▶ To do
Report every line below that carries the word "AnimalFactory".

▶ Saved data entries
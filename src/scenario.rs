//! Walkthroughs run by the binary.
//!
//! Each walkthrough writes to a caller-supplied sink so the exact output can
//! be checked without a child process.

use std::io::Write;

use thiserror::Error;

use crate::factory::{AnimalFactory, FactoryError};
use crate::logging::{stateless, LogError, LogLevel, SingletonLogger};

/// Errors that stop a walkthrough.
#[derive(Debug, Error)]
pub enum ScenarioError {
    #[error(transparent)]
    Log(#[from] LogError),

    #[error(transparent)]
    Factory(#[from] FactoryError),

    #[error("console write failed: {0}")]
    Io(#[from] std::io::Error),
}

/// Shared-instance comment and warning, then a dog and a cat speak.
pub fn end_to_end<W: Write>(out: &mut W) -> Result<(), ScenarioError> {
    shared_logger(out)?;
    animals(out)
}

/// Shared logger, stateless logger, then the factory.
pub fn tour<W: Write>(out: &mut W) -> Result<(), ScenarioError> {
    shared_logger(out)?;

    stateless::write_to(out, LogLevel::Comment, "Static comment.")?;
    stateless::write_to(out, LogLevel::Warning, "Static warning.")?;

    animals(out)
}

fn shared_logger<W: Write>(out: &mut W) -> Result<(), ScenarioError> {
    let logger = SingletonLogger::instance();
    logger.write_to(out, LogLevel::Comment, "This is a comment.")?;
    logger.write_to(out, LogLevel::Warning, "This is a warning.")?;
    Ok(())
}

fn animals<W: Write>(out: &mut W) -> Result<(), ScenarioError> {
    for name in ["dog", "cat"] {
        let animal = AnimalFactory::create_animal(name)?;
        animal.speak_to(out)?;
    }
    Ok(())
}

▶ Response area
use crate::factory::{AnimalFactory, FactoryError};
        let animal = AnimalFactory::create_animal(name)?;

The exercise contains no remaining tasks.